No geral, os estudos existentes são principalmente em indivíduos auto-selecionados que praticam manejo intensivo de insulina, juntamente com restrição de carboidratos. A adesão à esta dieta parece ser desafiadora e faltam resultados validados.
As dietas low-carb podem até melhorar o controle glicêmico no DM1, mas há evidências limitadas para apoiar seu uso rotineiro no tratamento destes pacientes. Cada vez mais se recomenda dieta individualizada como abordagem mais eficaz no DM1. É importante considerar que os possíveis benefícios da restrição de carboidratos no tratamento do DM1 devem ser ponderados com os possíveis efeitos adversos à saúde. Os desfechos em longo prazo, especialmente em crianças e adolescentes, são desconhecidos. A utilização de dietas com muito baixo teor de carboidratos é controversa, sem segurança comprovada e com impacto desconhecido sobre o crescimento.

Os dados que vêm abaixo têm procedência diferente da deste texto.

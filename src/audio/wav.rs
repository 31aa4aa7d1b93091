// WAV source - hound-backed PCM decoding
//
// Multi-channel files are down-mixed to mono by averaging channels. Integer
// samples are normalized to [-1, 1] by their bit depth.

use std::path::{Path, PathBuf};

use super::{AudioSource, MemorySource};
use crate::error::CompileError;

/// Fully decoded WAV file
#[derive(Debug, Clone)]
pub struct WavSource {
    path: PathBuf,
    frames: MemorySource,
}

impl WavSource {
    /// Decode a WAV file
    ///
    /// # Errors
    /// `AudioRead` if the file cannot be opened or decoded
    pub fn open<P: AsRef<Path>>(path: P) -> Result<Self, CompileError> {
        let path = path.as_ref();
        let read_error = |reason: String| CompileError::AudioRead {
            path: path.to_path_buf(),
            reason,
        };

        let mut reader = hound::WavReader::open(path).map_err(|err| read_error(err.to_string()))?;
        let spec = reader.spec();
        if spec.channels == 0 {
            return Err(read_error("zero channels".to_string()));
        }

        let interleaved: Vec<f32> = match spec.sample_format {
            hound::SampleFormat::Float => reader
                .samples::<f32>()
                .collect::<Result<Vec<f32>, _>>()
                .map_err(|err| read_error(err.to_string()))?,
            hound::SampleFormat::Int => {
                if spec.bits_per_sample == 0 || spec.bits_per_sample > 32 {
                    return Err(read_error(format!(
                        "unsupported bits_per_sample={}",
                        spec.bits_per_sample
                    )));
                }
                let scale = 1.0 / (1u64 << (spec.bits_per_sample - 1)) as f32;
                reader
                    .samples::<i32>()
                    .map(|sample| sample.map(|v| v as f32 * scale))
                    .collect::<Result<Vec<f32>, _>>()
                    .map_err(|err| read_error(err.to_string()))?
            }
        };

        let channels = spec.channels as usize;
        let samples = if channels == 1 {
            interleaved
        } else {
            interleaved
                .chunks(channels)
                .map(|frame| frame.iter().sum::<f32>() / channels as f32)
                .collect()
        };

        log::debug!(
            "[WavSource] {:?}: {} frames at {} Hz ({} channels)",
            path,
            samples.len(),
            spec.sample_rate,
            spec.channels
        );

        Ok(Self {
            path: path.to_path_buf(),
            frames: MemorySource::new(samples, spec.sample_rate as f64),
        })
    }

    pub fn path(&self) -> &Path {
        &self.path
    }
}

impl AudioSource for WavSource {
    fn sample_rate(&self) -> f64 {
        self.frames.sample_rate()
    }

    fn frame_count(&self) -> usize {
        self.frames.frame_count()
    }

    fn read_frames(&mut self, buffer: &mut [f32]) -> usize {
        self.frames.read_frames(buffer)
    }

    fn seek(&mut self, frame: usize) {
        self.frames.seek(frame)
    }

    fn take_samples(&mut self) -> Option<Vec<f32>> {
        self.frames.take_samples()
    }
}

Também é importante avaliar o impacto metabólico da substituição de carboidratos por proteínas e gorduras em longo prazo, uma vez que podem ocorrer estímulos para dislipidemias – associados ao aumento da ingestão de ácidos graxos saturados, ganho de peso e outros desfechos clínicos.
Ademais, as diretrizes britânicas e canadenses de diabetes ressaltam que “não há estudos que reportam a segurança de dietas muito restritas em carboidratos e, que essas dietas podem acarretar produção excessiva de corpos cetônicos devido à beta-oxidação, ocasionando efeitos cetogênicos com risco de cetoacidose”.

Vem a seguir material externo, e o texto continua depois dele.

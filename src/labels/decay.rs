// DecayModel - fitted note decay curves
//
// Each representable note carries four curve parameters (a, b, c, d) for
// `a·exp((offset - b)²·c) + d` and one normalization sum per supported window
// size. The table is loaded once and shared read-only by every worker.

use serde::Deserialize;
use std::fs;
use std::path::{Path, PathBuf};

use crate::config::NoteRange;
use crate::error::CompileError;
use crate::note::Note;

/// Window sizes with precomputed normalization sums, in table column order
pub const SUPPORTED_WINDOW_SIZES: [usize; 4] = [1024, 2048, 4096, 8192];

/// Offsets past this many samples decay to zero
pub const MAX_DECAY_OFFSET: i64 = 44100;

#[derive(Debug, Deserialize)]
#[serde(rename_all = "camelCase")]
struct DecayTable {
    representable_note_range: NoteRange,
    curve_coefficients: Vec<[f32; 4]>,
    curve_sums: Vec<Vec<f32>>,
}

/// Immutable per-note decay curves and normalization constants
#[derive(Debug, Clone, PartialEq)]
pub struct DecayModel {
    note_range: NoteRange,
    coefficients: Vec<[f32; 4]>,
    /// `sums[k][note_index]` for window size `SUPPORTED_WINDOW_SIZES[k]`
    sums: [Vec<f32>; 4],
}

impl DecayModel {
    /// Load the curve table from JSON
    ///
    /// # Arguments
    /// * `path` - Decay table file
    ///
    /// # Returns
    /// * `Ok(DecayModel)` - Validated model
    /// * `Err(CompileError::DecayModelUnavailable)` - Missing, unparsable or inconsistent table
    pub fn from_file<P: AsRef<Path>>(path: P) -> Result<Self, CompileError> {
        let path = path.as_ref();
        let unavailable = |reason: String| CompileError::DecayModelUnavailable {
            path: path.to_path_buf(),
            reason,
        };

        let contents = fs::read_to_string(path).map_err(|err| unavailable(err.to_string()))?;
        let table: DecayTable =
            serde_json::from_str(&contents).map_err(|err| unavailable(err.to_string()))?;

        let model = Self::from_parameters(
            table.representable_note_range,
            table.curve_coefficients,
            table.curve_sums,
        )
        .map_err(|err| match err {
            CompileError::DecayModelUnavailable { reason, .. } => unavailable(reason),
            other => other,
        })?;

        log::info!(
            "[DecayModel] Loaded {} note curves from {:?}",
            model.note_range.count(),
            path
        );
        Ok(model)
    }

    /// Build a model from in-memory parameters
    ///
    /// # Arguments
    /// * `note_range` - Notes covered by the table
    /// * `coefficients` - `[a, b, c, d]` per note
    /// * `sums` - Four rows (1024, 2048, 4096, 8192) of one sum per note
    pub fn from_parameters(
        note_range: NoteRange,
        coefficients: Vec<[f32; 4]>,
        sums: Vec<Vec<f32>>,
    ) -> Result<Self, CompileError> {
        let unavailable = |reason: String| CompileError::DecayModelUnavailable {
            path: PathBuf::new(),
            reason,
        };
        let count = note_range.count();

        if coefficients.len() != count {
            return Err(unavailable(format!(
                "expected {} coefficient rows, found {}",
                count,
                coefficients.len()
            )));
        }
        if coefficients.iter().flatten().any(|v| !v.is_finite()) {
            return Err(unavailable("non-finite curve coefficient".to_string()));
        }

        let sums: [Vec<f32>; 4] = sums.try_into().map_err(|rows: Vec<Vec<f32>>| {
            unavailable(format!("expected 4 curve sum rows, found {}", rows.len()))
        })?;
        for (row, size) in sums.iter().zip(SUPPORTED_WINDOW_SIZES) {
            if row.len() != count {
                return Err(unavailable(format!(
                    "curve sums for window size {} have {} entries, expected {}",
                    size,
                    row.len(),
                    count
                )));
            }
            if row.iter().any(|v| !(v.is_finite() && *v > 0.0)) {
                return Err(unavailable(format!(
                    "curve sums for window size {} must be positive",
                    size
                )));
            }
        }

        Ok(Self {
            note_range,
            coefficients,
            sums,
        })
    }

    pub fn note_range(&self) -> NoteRange {
        self.note_range
    }

    fn note_index(&self, note: Note) -> Option<usize> {
        let number = note.number() as i32;
        self.note_range
            .contains(number)
            .then(|| (number - self.note_range.start) as usize)
    }

    /// Decay curve value `offset` samples after a note starts
    ///
    /// Returns 0 for negative offsets, offsets past `MAX_DECAY_OFFSET` and
    /// notes outside the table.
    pub fn decay_value(&self, note: Note, offset: i64) -> f32 {
        if !(0..=MAX_DECAY_OFFSET).contains(&offset) {
            return 0.0;
        }
        let Some(index) = self.note_index(note) else {
            return 0.0;
        };
        let [a, b, c, d] = self.coefficients[index];
        let x = offset as f32 - b;
        a * (x * x * c).exp() + d
    }

    /// Normalization constant of a note for a window size
    ///
    /// # Errors
    /// * `UnsupportedWindowSize` - window size without a precomputed sum
    /// * `DecayModelUnavailable` - note outside the table
    pub fn normalization(&self, note: Note, window_size: usize) -> Result<f32, CompileError> {
        let column = SUPPORTED_WINDOW_SIZES
            .iter()
            .position(|&size| size == window_size)
            .ok_or(CompileError::UnsupportedWindowSize { window_size })?;
        let index = self
            .note_index(note)
            .ok_or_else(|| CompileError::DecayModelUnavailable {
                path: PathBuf::new(),
                reason: format!("note {} outside {}", note, self.note_range),
            })?;
        Ok(self.sums[column][index])
    }
}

O que os estudos mostram é que devemos unir esforços para melhorar a qualidade geral da dieta dos jovens com DM1 para promover o gerenciamento ideal do controle glicêmico, desenvolvimento e crescimento. A alimentação dos indivíduos com DM1 em geral está muito aquém de cumprir as diretrizes alimentares, com ingestão inadequada de frutas, legumes e grãos integrais, insuficiente de fibras, excesso de gordura e açúcar de adição.
Indivíduos com DM1 devem ser aconselhados quanto às estratégias para otimizar a glicemia pós-prandial mantendo dieta balanceada e variedade de alimentos. O profissional que optar por aconselhar dietas low-carb no DM1, mesmo com as evidências limitadas, deve considerar todas as individualidades do paciente e ponderar os benefícios e todos os possíveis prejuízos mencionados anteriormente antes de utilizar esta estratégia, além de garantir acompanhamento rígido quanto à segurança da dieta. O fundamental é que a adequação nutricional seja feita de maneira individualizada, de acordo com as necessidades nutricionais e especificidades de cada paciente, garantindo melhor controle glicêmico, crescimento e desenvolvimento adequados em crianças e adolescentes com DM1. Isto é, sem dúvida, mais importante do que qualquer tipo de estratégia restritiva.